BLUEPRINT: Work boots and wing tips

When David Marks and Jason Blank were attending university at the Massachusetts Institute of Technology, they came across a certain phrase: “Work boots and wing tips don’t mix.” The phrase – the kind of thing a Boston contractor might shout while drumming his fist on a desk – is intended to mean that a get-your-hands-dirty construction worker does not work well together with a return-driven financial type.

Yet for Marks and Blank, who worked at The Blackstone Group and Merrill Lynch respectively before starting London-based Brockton Capital in 2005, that phrase rankles because they fundamentally disagree with it. “They do mix,” contends Marks. “It’s rare, but you need both.”  

Blank adds: “We have property DNA – buildings, bricks and mortar – and we understand finance. It is a key concept.”

PERE caught up with the Brockton team at their offices on London’s Wardour Street. The location is a little unusual for a private equity real estate firm given it is a stone’s throw away from the Soho and Chinatown entertainment district of London instead of the more traditional and costly Mayfair area. 

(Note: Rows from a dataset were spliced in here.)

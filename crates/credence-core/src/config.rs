use serde::{Deserialize, Serialize};

/// Configuration for the credential trust engine.
#[derive(Debug, Clone, Serialize, Deserialize)]
pub struct EngineConfig {
    /// DIDs of trusted credential issuers. An empty list disables the
    /// trust-anchor check; a non-empty list makes absence a warning.
    pub trusted_issuers: Vec<String>,
    /// Proof scheme used when an issuance request does not name one.
    pub default_proof_scheme: String,
    /// Whether issuance validates claims against a referenced schema.
    pub validate_schemas: bool,
    /// Whether verification consults the credential status service.
    pub check_revocation: bool,
}

impl Default for EngineConfig {
    fn default() -> Self {
        Self {
            trusted_issuers: Vec::new(),
            default_proof_scheme: "Ed25519Signature2020".into(),
            validate_schemas: true,
            check_revocation: true,
        }
    }
}
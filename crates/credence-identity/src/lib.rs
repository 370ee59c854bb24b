//! Credence Identity Layer
//!
//! Decentralized identity primitives for the trust engine:
//! - W3C-compatible DID Documents with named verification relationships
//! - Deterministic verification-method lookup
//! - DID resolution (in-memory, composite)

pub mod document;
pub mod error;
pub mod resolver;

pub use document::{
    find_verification_method, primary_verification_method, DidDocument, VerificationMethod,
    VerificationMethodRef, VerificationRelationship,
};
pub use error::IdentityError;
pub use resolver::{CompositeDidResolver, DidResolver, InMemoryDidResolver};
//! Model training
//!
//! Candidate regressors, holdout metrics and chronological model selection.

pub mod metrics;
pub mod models;
pub mod trainer;

pub use metrics::Metrics;
pub use models::{ModelArtifact, TotalsModel};
pub use trainer::{Candidate, CandidateResult, Trainer, TrainingReport};
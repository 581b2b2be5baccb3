//! Events API client for ended basketball games
//!
//! Fetches pages of the BetsAPI ended-events endpoint one at a time. Every
//! fetched page is cached as raw JSON so reruns over the same page set make
//! no network requests.

use std::path::{Path, PathBuf};
use std::time::Duration;

use super::normalize::{EventsPage, RawEvent};
use crate::{ApiConfig, HoopsError, Result};

/// Blocking client for the ended-events endpoint
pub struct EventsClient {
    client: reqwest::blocking::Client,
    base_url: String,
    token: Option<String>,
    sport_id: u32,
    league_id: u32,
    /// Directory holding `ended_page_<n>.json` files
    cache_dir: Option<PathBuf>,
    /// If true, only use cache (no network requests)
    offline_only: bool,
}

impl EventsClient {
    pub fn new(config: &ApiConfig, token: Option<String>) -> Result<Self> {
        let client = reqwest::blocking::Client::builder()
            .user_agent("hoops/0.1")
            .timeout(Duration::from_secs(config.timeout_secs))
            .build()?;

        Ok(EventsClient {
            client,
            base_url: format!("{}/", config.base_url.trim_end_matches('/')),
            token,
            sport_id: config.sport_id,
            league_id: config.league_id,
            cache_dir: None,
            offline_only: false,
        })
    }

    /// Cache fetched pages in the given directory
    pub fn with_cache<P: AsRef<Path>>(mut self, cache_dir: P) -> Self {
        self.cache_dir = Some(cache_dir.as_ref().to_path_buf());
        self
    }

    /// Set offline-only mode (no network requests, cache must exist)
    pub fn offline_only(mut self, offline: bool) -> Self {
        self.offline_only = offline;
        self
    }

    pub fn endpoint(&self) -> String {
        format!("{}v3/events/ended", self.base_url)
    }

    fn cache_path(&self, page: u32) -> Option<PathBuf> {
        self.cache_dir
            .as_ref()
            .map(|dir| dir.join(format!("ended_page_{}.json", page)))
    }

    fn load_from_cache(&self, page: u32) -> Option<String> {
        let path = self.cache_path(page)?;
        if path.exists() {
            log::debug!("Loading from cache: {}", path.display());
            std::fs::read_to_string(&path).ok()
        } else {
            None
        }
    }

    fn save_to_cache(&self, page: u32, body: &str) -> Result<()> {
        if let Some(path) = self.cache_path(page) {
            if let Some(parent) = path.parent() {
                std::fs::create_dir_all(parent)?;
            }
            std::fs::write(&path, body)?;
            log::debug!("Saved to cache: {}", path.display());
        }
        Ok(())
    }

    fn fetch_remote(&self, page: u32) -> Result<String> {
        let token = self.token.as_deref().ok_or_else(|| {
            HoopsError::Config("Missing BETS_API_TOKEN. Set it in the environment or config.".to_string())
        })?;

        log::info!("Fetching ended events page {}", page);
        let body = self
            .client
            .get(self.endpoint())
            .query(&[
                ("token", token.to_string()),
                ("sport_id", self.sport_id.to_string()),
                ("league_id", self.league_id.to_string()),
                ("page", page.to_string()),
            ])
            .send()?
            .error_for_status()?
            .text()?;
        Ok(body)
    }

    /// Fetch one page of ended events, from cache when available
    pub fn ended_events(&self, page: u32) -> Result<EventsPage> {
        let body = match self.load_from_cache(page) {
            Some(cached) => cached,
            None if self.offline_only => {
                return Err(HoopsError::Api {
                    page,
                    message: "no cached data (offline mode)".to_string(),
                })
            }
            None => {
                let body = self.fetch_remote(page)?;
                let parsed: EventsPage = serde_json::from_str(&body)?;
                if let Some(message) = parsed.failure() {
                    return Err(HoopsError::Api { page, message });
                }
                if let Err(e) = self.save_to_cache(page, &body) {
                    log::warn!("Failed to cache page {}: {}", page, e);
                }
                return Ok(parsed);
            }
        };

        Ok(serde_json::from_str(&body)?)
    }

    /// Fetch pages `1..=pages` and collect every raw event
    pub fn fetch_all(&self, pages: u32) -> Result<Vec<RawEvent>> {
        let mut events = Vec::new();
        for page in 1..=pages {
            let results = self.ended_events(page)?.into_results();
            log::debug!("Page {}: {} events", page, results.len());
            events.extend(results);
        }
        Ok(events)
    }
}
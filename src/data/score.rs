//! Score string parsing

/// Parse a compact "home-away" score such as `"101-97"`.
///
/// Returns `None` for anything that is not exactly two non-negative
/// integers around a single `-`.
pub fn parse_score(score: &str) -> Option<(u32, u32)> {
    let mut parts = score.split('-');
    let home = parts.next()?.trim().parse().ok()?;
    let away = parts.next()?.trim().parse().ok()?;
    if parts.next().is_some() {
        return None;
    }
    Some((home, away))
}
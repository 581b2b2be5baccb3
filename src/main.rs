//! Basketball total-points prediction CLI
//!
//! Pulls ended games, builds rolling team features, trains a totals model and
//! predicts the combined score of a matchup.

use clap::{Parser, Subcommand};
use hoops::{Config, Result};

#[derive(Parser)]
#[command(name = "hoops")]
#[command(about = "Basketball total-points prediction from rolling team form", long_about = None)]
struct Cli {
    /// Config file path
    #[arg(short, long, default_value = "hoops.toml")]
    config: String,

    /// Enable verbose logging
    #[arg(short, long)]
    verbose: bool,

    #[command(subcommand)]
    command: Commands,
}

#[derive(Subcommand)]
enum Commands {
    /// Data management commands
    Data {
        #[command(subcommand)]
        action: DataCommands,
    },
    /// Build the rolling feature table from stored games
    Features {
        /// Rolling window size (games per team)
        #[arg(long)]
        window: Option<usize>,
        /// Minimum prior games required per team
        #[arg(long)]
        min_games: Option<usize>,
    },
    /// Train candidate models and keep the best on the most recent games
    Train {
        /// Fraction of most-recent rows held out for evaluation
        #[arg(long)]
        test_ratio: Option<f64>,
    },
    /// Predict the combined score of a matchup
    Predict {
        /// Home team name, as it appears in the feature table
        home: String,
        /// Away team name, as it appears in the feature table
        away: String,
        /// Path to a saved model (defaults to the best saved model)
        #[arg(long)]
        model: Option<String>,
        /// Output format
        #[arg(long, default_value = "table")]
        format: OutputFormat,
    },
    /// Initialize a new project with default config
    Init,
}

#[derive(Subcommand)]
enum DataCommands {
    /// Fetch ended events and store normalized games
    Sync {
        /// Number of result pages to pull (about 50 events each)
        #[arg(long)]
        pages: Option<u32>,
        /// Use only cached pages (no network requests)
        #[arg(long)]
        offline: bool,
    },
    /// Show stored games and features
    Status,
}

#[derive(Clone, Debug)]
enum OutputFormat {
    Table,
    Json,
}

impl std::str::FromStr for OutputFormat {
    type Err = String;

    fn from_str(s: &str) -> std::result::Result<Self, Self::Err> {
        match s.to_lowercase().as_str() {
            "table" => Ok(OutputFormat::Table),
            "json" => Ok(OutputFormat::Json),
            _ => Err(format!("Unknown format: {}. Use table or json.", s)),
        }
    }
}

fn main() {
    let cli = Cli::parse();

    // Initialize logging
    let log_level = if cli.verbose { "debug" } else { "info" };
    env_logger::Builder::from_env(env_logger::Env::default().default_filter_or(log_level))
        .format_timestamp(None)
        .init();

    // Load or create config
    let config = if std::path::Path::new(&cli.config).exists() {
        match Config::load(&cli.config) {
            Ok(c) => c,
            Err(e) => {
                eprintln!("Error loading config: {}", e);
                std::process::exit(1);
            }
        }
    } else {
        Config::default()
    };

    let result = match cli.command {
        Commands::Data { action } => match action {
            DataCommands::Sync { pages, offline } => commands::data_sync(&config, pages, offline),
            DataCommands::Status => commands::data_status(&config),
        },
        Commands::Features { window, min_games } => {
            commands::build_features(&config, window, min_games)
        }
        Commands::Train { test_ratio } => commands::train(&config, test_ratio),
        Commands::Predict {
            home,
            away,
            model,
            format,
        } => commands::predict(&config, &home, &away, model, format),
        Commands::Init => commands::init(&cli.config),
    };

    if let Err(e) = result {
        eprintln!("Error: {}", e);
        std::process::exit(1);
    }
}

mod commands {
    use super::*;
    use hoops::data::table::{read_features, read_games, write_features, write_games};
    use hoops::data::{normalize_events, sort_games, EventsClient};
    use hoops::features::{build_rolling_features, RollingConfig};
    use hoops::predict::{format_prediction, Predictor};
    use hoops::training::Trainer;
    use hoops::HoopsError;
    use std::path::Path;

    pub fn init(config_path: &str) -> Result<()> {
        let config = Config::default();
        config.save(config_path)?;
        println!("Created default config at {}", config_path);

        std::fs::create_dir_all(&config.data.raw_dir)?;
        std::fs::create_dir_all(&config.data.processed_dir)?;
        std::fs::create_dir_all(&config.data.models_dir)?;
        println!(
            "Created {}, {} and {} directories",
            config.data.raw_dir, config.data.processed_dir, config.data.models_dir
        );

        println!("\nNext steps:");
        println!("  1. Export BETS_API_TOKEN (or set api.token in {})", config_path);
        println!("  2. Run 'hoops data sync' to fetch ended games");
        println!("  3. Run 'hoops features' to build the feature table");
        println!("  4. Run 'hoops train' to train the model");
        println!("  5. Run 'hoops predict \"Home Team\" \"Away Team\"' to predict a total");

        Ok(())
    }

    pub fn data_sync(config: &Config, pages: Option<u32>, offline: bool) -> Result<()> {
        let pages = pages.unwrap_or(config.api.pages);
        let client = EventsClient::new(&config.api, config.api_token())?
            .with_cache(&config.data.raw_dir)
            .offline_only(offline);

        if offline {
            println!("Offline mode: using cached pages only");
        }
        println!("Pulling {} pages of ended events...", pages);

        let events = client.fetch_all(pages)?;
        println!("Fetched {} raw events", events.len());

        let games = sort_games(normalize_events(&events));
        let games_path = config.data.games_path();
        write_games(&games_path, &games)?;
        println!("Wrote games -> {} ({} rows)", games_path.display(), games.len());

        Ok(())
    }

    pub fn data_status(config: &Config) -> Result<()> {
        let games_path = config.data.games_path();
        let features_path = config.data.features_path();

        println!("Data Status");
        println!("───────────────────────────────");

        if games_path.exists() {
            let games = read_games(&games_path)?;
            let mut teams: Vec<&str> = games
                .iter()
                .flat_map(|g| [g.home_id.0.as_str(), g.away_id.0.as_str()])
                .collect();
            teams.sort_unstable();
            teams.dedup();

            println!("  Games:    {} ({})", games.len(), games_path.display());
            println!("  Teams:    {}", teams.len());
            let dates: Vec<_> = games.iter().filter_map(|g| g.date).collect();
            if let (Some(earliest), Some(latest)) = (dates.iter().min(), dates.iter().max()) {
                println!("  Range:    {} to {}", earliest, latest);
            }
        } else {
            println!("  Games:    none (run 'hoops data sync')");
        }

        if features_path.exists() {
            let rows = read_features(&features_path)?;
            println!("  Features: {} ({})", rows.len(), features_path.display());
        } else {
            println!("  Features: none (run 'hoops features')");
        }

        Ok(())
    }

    pub fn build_features(
        config: &Config,
        window: Option<usize>,
        min_games: Option<usize>,
    ) -> Result<()> {
        let rolling = RollingConfig::new(
            window.unwrap_or(config.features.window),
            min_games.unwrap_or(config.features.min_games),
        );
        rolling.validate()?;

        let games_path = config.data.games_path();
        if !games_path.exists() {
            return Err(HoopsError::Config(format!(
                "No games at {}. Run 'hoops data sync' first.",
                games_path.display()
            )));
        }

        // Stored games are already ordered; re-sorting is a no-op for them
        let games = sort_games(read_games(&games_path)?);
        println!("Loaded {} games", games.len());

        let rows = build_rolling_features(&games, rolling);
        let features_path = config.data.features_path();
        write_features(&features_path, &rows)?;
        println!("Wrote features -> {} ({} rows)", features_path.display(), rows.len());

        Ok(())
    }

    pub fn train(config: &Config, test_ratio: Option<f64>) -> Result<()> {
        let mut training = config.training.clone();
        if let Some(ratio) = test_ratio {
            training.test_ratio = ratio;
        }
        let trainer = Trainer::from_config(&training)?;

        let features_path = config.data.features_path();
        if !features_path.exists() {
            return Err(HoopsError::Config(format!(
                "No feature table at {}. Run 'hoops features' first.",
                features_path.display()
            )));
        }
        let rows = read_features(&features_path)?;
        println!("Loaded {} feature rows", rows.len());

        let report = trainer.train_and_save(&rows, Path::new(&config.data.models_dir))?;

        println!("\nEvaluation (most-recent holdout)");
        println!(
            "  {} training rows, {} holdout rows",
            report.train_rows, report.test_rows
        );
        for result in &report.results {
            println!("- {:13} | {}", result.method, result.metrics);
        }

        if let Some(path) = &report.saved_to {
            println!("\nSaved best model ({}) -> {}", report.best.method(), path.display());
        }

        Ok(())
    }

    pub fn predict(
        config: &Config,
        home: &str,
        away: &str,
        model: Option<String>,
        format: OutputFormat,
    ) -> Result<()> {
        let predictor = Predictor::load(
            &config.data.features_path(),
            Path::new(&config.data.models_dir),
            model.as_deref().map(Path::new),
        )?;
        let prediction = predictor.predict(home, away)?;

        match format {
            OutputFormat::Table => print!("{}", format_prediction(&prediction)),
            OutputFormat::Json => println!("{}", serde_json::to_string_pretty(&prediction)?),
        }

        Ok(())
    }
}
//! Model inference for total-points predictions

use serde::Serialize;
use std::collections::BTreeSet;
use std::path::{Path, PathBuf};

use crate::data::table::read_features;
use crate::features::{FeatureRow, FeatureVector, Side};
use crate::training::ModelArtifact;
use crate::{HoopsError, Result};

/// Model file tried before any other
pub const PREFERRED_MODEL: &str = "model_ridge.json";

/// How many valid names an unknown-team error lists
const NAME_EXAMPLES: usize = 20;

/// Persisted models in precedence order: the preferred file first, then
/// every other `model_*.json` sorted by name
pub fn model_candidates(models_dir: &Path) -> Result<Vec<PathBuf>> {
    let mut candidates = Vec::new();
    let preferred = models_dir.join(PREFERRED_MODEL);
    if preferred.is_file() {
        candidates.push(preferred);
    }

    let entries = match std::fs::read_dir(models_dir) {
        Ok(entries) => entries,
        Err(e) if e.kind() == std::io::ErrorKind::NotFound => return Ok(candidates),
        Err(e) => return Err(e.into()),
    };

    let mut others = Vec::new();
    for entry in entries {
        let path = entry?.path();
        let is_model = path
            .file_name()
            .and_then(|n| n.to_str())
            .map(|n| n.starts_with("model_") && n.ends_with(".json") && n != PREFERRED_MODEL)
            .unwrap_or(false);
        if is_model && path.is_file() {
            others.push(path);
        }
    }
    others.sort();
    candidates.extend(others);
    Ok(candidates)
}

/// First persisted model by precedence
pub fn pick_model(models_dir: &Path) -> Result<PathBuf> {
    model_candidates(models_dir)?
        .into_iter()
        .next()
        .ok_or(HoopsError::NoModel)
}

/// Sorted distinct team names from both side columns
pub fn team_names(rows: &[FeatureRow]) -> Vec<String> {
    rows.iter()
        .flat_map(|r| [r.home_name.as_str(), r.away_name.as_str()])
        .collect::<BTreeSet<_>>()
        .into_iter()
        .map(str::to_string)
        .collect()
}

/// Most recent row in which `team` played on the given side
pub fn latest_side_row<'a>(rows: &'a [FeatureRow], team: &str, side: Side) -> Result<&'a FeatureRow> {
    rows.iter()
        .rev()
        .find(|r| r.team_name(side) == team)
        .ok_or_else(|| HoopsError::UnknownTeam {
            team: team.to_string(),
            examples: team_names(rows).into_iter().take(NAME_EXAMPLES).collect(),
        })
}

/// Predicted combined score for a matchup
#[derive(Debug, Clone, Serialize)]
pub struct TotalPrediction {
    pub home: String,
    pub away: String,
    pub total: f64,
    pub method: String,
    /// Games behind each side's rolling aggregate
    pub home_n: usize,
    pub away_n: usize,
}

/// Predictor for scoring matchups from the feature table
pub struct Predictor {
    rows: Vec<FeatureRow>,
    model: ModelArtifact,
}

impl Predictor {
    pub fn new(rows: Vec<FeatureRow>, model: ModelArtifact) -> Self {
        Predictor { rows, model }
    }

    /// Load the feature table and a model, either the given file or the
    /// first persisted candidate under `models_dir`
    pub fn load(features_path: &Path, models_dir: &Path, model_path: Option<&Path>) -> Result<Self> {
        let rows = read_features(features_path)?;
        let model_file = match model_path {
            Some(path) => path.to_path_buf(),
            None => pick_model(models_dir)?,
        };
        log::info!("Using model {}", model_file.display());
        let model = ModelArtifact::load(&model_file)?;
        Ok(Self::new(rows, model))
    }

    pub fn model(&self) -> &ModelArtifact {
        &self.model
    }

    /// Feature vector from the home team's latest home-side aggregates and
    /// the away team's latest away-side aggregates
    pub fn feature_vector(&self, home: &str, away: &str) -> Result<FeatureVector> {
        let home_row = latest_side_row(&self.rows, home, Side::Home)?;
        let away_row = latest_side_row(&self.rows, away, Side::Away)?;
        Ok(FeatureVector::from_sides(
            &home_row.home_stats(),
            &away_row.away_stats(),
        ))
    }

    pub fn predict(&self, home: &str, away: &str) -> Result<TotalPrediction> {
        let x = self.feature_vector(home, away)?;
        let total = self.model.predict(&x);
        log::debug!("{} vs {}: features {:?} -> {:.2}", home, away, x.as_slice(), total);

        Ok(TotalPrediction {
            home: home.to_string(),
            away: away.to_string(),
            total,
            method: self.model.method().to_string(),
            home_n: x.0[3] as usize,
            away_n: x.0[7] as usize,
        })
    }
}

/// Format a prediction for display
pub fn format_prediction(pred: &TotalPrediction) -> String {
    format!(
        r#"
┌─────────────────────────────────────────────────┐
│  {} vs {}
├─────────────────────────────────────────────────┤
│  Predicted total points:  {:.1}
│  Model:                   {}
│  Form window:             {} / {} games
└─────────────────────────────────────────────────┘
"#,
        pred.home, pred.away, pred.total, pred.method, pred.home_n, pred.away_n
    )
}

The inside décor and adornments also are a curious hybrid to match their style of investing. Overall, the open-plan office presents something of a cross between a real estate development company and an edgy design firm. There are high-tech screens, dark desks and various artifacts providing clues to the firm’s ‘DNA’, although some are not immediately obvious. 

On the floor leaning near a window are several large black and white framed photos, including one of the most recent US presidents walking along together. There also is an architect’s model of Canary Wharf dating back to 1989, when it still was owned by Olympia & York. 

At the far end of the office are 10 American football helmets, which it later becomes clear are the teams from the cities where many of Brockton’s US-based limited partners are based. “The assets might be in London, but the capital and pension beneficiaries come from Detroit and Texas,” Marks says. “We always remember that.”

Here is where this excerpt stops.